Письмо четвертое. Привожу его, как написано. Переводом боюсь нарушить эмоциональное его звучание.
«29 — 63 г.
Милая моя Ольга Никитична!
Сердечное спасибо за Твое письмо, мой родной друг. Ты даже не знаешь, как я ему обрадовалась.
Я не знаю, милая Ольга Никитична, если ты слышала что-нибудь обо мне. Из Освенцима я прошла марш смерти до Равенсбрюка, а потом к Эльбе, до концлагеря Нойштадт-Глеве. После войны я нашла своих близких живыми: маму и двух братьев.
Потом я окончила медицину в Праге. И от 1947 года до сих пор я работаю на педиатрической клинике в Братиславе.
Ольга Никитична! Я могу откровенно сказать, что к моему решению работать в педиатрии ты имела очень большое влияние.
Ты даже не знаешь, с каким обдивом я глядела на твое глубоко гуманистическое отношение к детям, в этой страшной среде Освенцима.
Я помню, что там первый раз видела тяжелую хорею и, как ты мне объяснила, ее патогенез. Помнишь Ты детский отдел в ревире? Это было самое грустное, что я видела. Но и там, сколько любви и света ты вносила в него!
…И это Твое письмо докладом для меня того, что ты постоянно красивый и молодой человек. Твои слова, что „деревья умирают стоя“… я прочитала всем своим сотрудникам. Я всегда теперь вспоминаю их, когда буду грустная и усталая.
…Позволь, чтобы я тебя поблагодарила за все, что ты мне дала в течение нашего житья в концлагере, главным образом за то, что я от тебя поняла: любовь к людям может принести им свет и тепло даже во время очень темное…»
И приписка Ольги Никитичны: «Теперь Манци уже защитила докторскую диссертацию».
Кстати, это письмо от той самой Манци, которая делала Ольге Никитичне перевязку, когда та впервые пришла в ревир.
Вот и все, что с помощью писем мне хотелось рассказать об Ольге Никитичне.
Впрочем, нет, не все. Если вернуться к тому, с чего начинался этот рассказ, ко дню, когда детей вывозили из Освенцима, нужно вот что еще добавить: видимо, не без содействия надзирательниц, потерявших надежду обычными, освенцимскими, способами управиться с матерями, Ольге Никитичне удалось добиться задуманного — лагер-комендант приказал отправить ее с детьми.
Детей действительно вывезли в особый детский концлагерь. Размещался этот концлагерь на территории Польши — название местности Ольге Никитичне не запомнилось. Условия в этом концлагере мало чем отличались от освенцимских: трехэтажные нары в помещениях; стеки в руках надзирателей; колючая проволока; охрана…

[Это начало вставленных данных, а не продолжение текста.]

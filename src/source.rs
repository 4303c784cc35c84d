use crate::error::ReadError;
use core::convert::Infallible;
use embedded_io::{Read, Seek, SeekFrom};

/// In-memory byte source over a slice.
///
/// Implements both the blocking and the async `embedded-io` read and seek
/// traits, seeking past either end clamps to the slice bounds.
///
/// ```
/// use embedded_io::{Read, Seek, SeekFrom};
/// use pcm_wav::SliceSource;
///
/// let mut source = SliceSource::new(b"RIFF....WAVE");
/// source.seek(SeekFrom::Start(8)).unwrap();
///
/// let mut tag = [0; 4];
/// source.read_exact(&mut tag).unwrap();
/// assert_eq!(&tag, b"WAVE");
/// ```
#[derive(Debug, Clone)]
pub struct SliceSource<'a> {
    data: &'a [u8],
    pos: usize,
}

impl<'a> SliceSource<'a> {
    /// Wrap a slice, positioned at its start
    pub fn new(data: &'a [u8]) -> Self {
        Self { data, pos: 0 }
    }

    fn read_into(&mut self, buf: &mut [u8]) -> usize {
        let remaining = self.data.len().saturating_sub(self.pos);
        let to_read = remaining.min(buf.len());
        buf[..to_read].copy_from_slice(&self.data[self.pos..self.pos + to_read]);
        self.pos += to_read;
        to_read
    }

    fn seek_to(&mut self, pos: SeekFrom) -> u64 {
        let offset_from = |base: usize, offset: i64| {
            if offset >= 0 {
                base.saturating_add(offset as usize)
            } else {
                base.saturating_sub(offset.unsigned_abs() as usize)
            }
        };

        let new_pos = match pos {
            SeekFrom::Start(offset) => usize::try_from(offset).unwrap_or(usize::MAX),
            SeekFrom::Current(offset) => offset_from(self.pos, offset),
            SeekFrom::End(offset) => offset_from(self.data.len(), offset),
        };
        self.pos = new_pos.min(self.data.len());
        self.pos as u64
    }
}

impl embedded_io::ErrorType for SliceSource<'_> {
    type Error = Infallible;
}

impl Read for SliceSource<'_> {
    fn read(&mut self, buf: &mut [u8]) -> Result<usize, Self::Error> {
        Ok(self.read_into(buf))
    }
}

impl Seek for SliceSource<'_> {
    fn seek(&mut self, pos: SeekFrom) -> Result<u64, Self::Error> {
        Ok(self.seek_to(pos))
    }
}

impl embedded_io_async::Read for SliceSource<'_> {
    async fn read(&mut self, buf: &mut [u8]) -> Result<usize, Self::Error> {
        Ok(self.read_into(buf))
    }
}

impl embedded_io_async::Seek for SliceSource<'_> {
    async fn seek(&mut self, pos: SeekFrom) -> Result<u64, Self::Error> {
        Ok(self.seek_to(pos))
    }
}

/// Total length of the source in bytes
pub(crate) fn source_len<R: Seek>(source: &mut R) -> Result<u64, ReadError<R::Error>> {
    source
        .seek(SeekFrom::End(0))
        .map_err(ReadError::SourceUnavailable)
}

/// Read exactly `N` bytes starting at `offset` into a stack buffer
pub(crate) fn read_array<R, const N: usize>(
    source: &mut R,
    offset: u64,
) -> Result<[u8; N], ReadError<R::Error>>
where
    R: Read + Seek,
{
    source
        .seek(SeekFrom::Start(offset))
        .map_err(ReadError::SourceUnavailable)?;
    let mut bytes = [0; N];
    source.read_exact(&mut bytes)?;
    Ok(bytes)
}

/// Read a little-endian `u32` at `offset`
pub(crate) fn read_u32_le<R>(source: &mut R, offset: u64) -> Result<u32, ReadError<R::Error>>
where
    R: Read + Seek,
{
    read_array::<R, 4>(source, offset).map(u32::from_le_bytes)
}

pub(crate) mod asynch {
    use super::*;
    use embedded_io_async::{Read, Seek};

    pub(crate) async fn source_len<R: Seek>(source: &mut R) -> Result<u64, ReadError<R::Error>> {
        source
            .seek(SeekFrom::End(0))
            .await
            .map_err(ReadError::SourceUnavailable)
    }

    pub(crate) async fn read_array<R, const N: usize>(
        source: &mut R,
        offset: u64,
    ) -> Result<[u8; N], ReadError<R::Error>>
    where
        R: Read + Seek,
    {
        source
            .seek(SeekFrom::Start(offset))
            .await
            .map_err(ReadError::SourceUnavailable)?;
        let mut bytes = [0; N];
        source.read_exact(&mut bytes).await?;
        Ok(bytes)
    }

    pub(crate) async fn read_u32_le<R>(
        source: &mut R,
        offset: u64,
    ) -> Result<u32, ReadError<R::Error>>
    where
        R: Read + Seek,
    {
        read_array::<R, 4>(source, offset)
            .await
            .map(u32::from_le_bytes)
    }
}

#[cfg(feature = "std")]
mod file_wrapper {
    use std::fs;
    use std::io::{self, Read, Seek};

    /// Wrapper making [`std::fs::File`] an `embedded-io` byte source.
    /// Used by [`AudioFile::load_file`](crate::AudioFile::load_file).
    pub struct File(pub fs::File);

    /// Error of the [`File`] byte source
    #[derive(Debug)]
    pub struct FileError(pub io::Error);

    impl embedded_io::Error for FileError {
        fn kind(&self) -> embedded_io::ErrorKind {
            embedded_io::ErrorKind::Other
        }
    }

    impl embedded_io::ErrorType for File {
        type Error = FileError;
    }

    impl embedded_io::Read for File {
        fn read(&mut self, buf: &mut [u8]) -> Result<usize, Self::Error> {
            self.0.read(buf).map_err(FileError)
        }
    }

    impl embedded_io::Seek for File {
        fn seek(&mut self, pos: embedded_io::SeekFrom) -> Result<u64, Self::Error> {
            let pos = match pos {
                embedded_io::SeekFrom::Start(offset) => io::SeekFrom::Start(offset),
                embedded_io::SeekFrom::End(offset) => io::SeekFrom::End(offset),
                embedded_io::SeekFrom::Current(offset) => io::SeekFrom::Current(offset),
            };
            self.0.seek(pos).map_err(FileError)
        }
    }
}

#[cfg(feature = "std")]
pub use file_wrapper::{File, FileError};

#[cfg(test)]
mod tests {
    use super::*;
    use crate::error::Error;

    #[test]
    fn slice_source_seek_clamps() {
        let mut source = SliceSource::new(&[1, 2, 3, 4]);

        assert_eq!(source.seek(SeekFrom::Start(10)).unwrap(), 4);
        assert_eq!(source.seek(SeekFrom::Current(-10)).unwrap(), 0);
        assert_eq!(source.seek(SeekFrom::End(-1)).unwrap(), 3);

        let mut buf = [0; 4];
        assert_eq!(Read::read(&mut source, &mut buf).unwrap(), 1);
        assert_eq!(buf[0], 4);
        assert_eq!(Read::read(&mut source, &mut buf).unwrap(), 0);
    }

    #[test]
    fn read_array_at_offset() {
        let mut source = SliceSource::new(&[0xaa, 0x01, 0x02, 0x03, 0x04]);

        assert_eq!(read_array::<_, 2>(&mut source, 1).unwrap(), [0x01, 0x02]);
        assert_eq!(read_u32_le(&mut source, 1).unwrap(), 0x04030201);
        assert_eq!(source_len(&mut source).unwrap(), 5);
    }

    #[test]
    fn read_past_end_is_truncated() {
        let mut source = SliceSource::new(&[0x01, 0x02]);

        assert_eq!(
            read_u32_le(&mut source, 0),
            Err(ReadError::Parser(Error::TruncatedData))
        );
    }

    #[tokio::test]
    async fn async_read_array_at_offset() {
        let mut source = SliceSource::new(&[0xaa, 0x01, 0x02, 0x03, 0x04]);

        assert_eq!(
            asynch::read_u32_le(&mut source, 1).await.unwrap(),
            0x04030201
        );
        assert_eq!(asynch::source_len(&mut source).await.unwrap(), 5);
        assert_eq!(
            asynch::read_array::<_, 2>(&mut source, 4).await,
            Err(ReadError::Parser(Error::TruncatedData))
        );
    }
}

С тем же конвоем, что сопровождал детей, Ольгу Никитичну вернули в Освенцим, где матери с трепетом ожидали возвращения конвоя. Вернется Ольга Никитична, значит, их дети остались жить…
Но Ольге Никитичне удалось привезти матерям еще и другие тому доказательства. На крохотных обрывках каким-то образом раздобытой ею бумаги — обращенное к каждой матери слово, написанное рукою ее ребенка, если только он умел писать. И написанное другими детьми за тех, кто по малости лет сам написать не мог.
Матери и по сей день вспоминают эти «письма»…
ИЩУ СЛЕД…
Куда и зачем вывезли из Освенцима, из Майданека наших детей? И что это был за лагерь: особый детский?
Для того чтобы написать об этом, я должна была ощутить вещественно, зримо пусть давний, пусть затертый годами след. След этот ищу в Польше.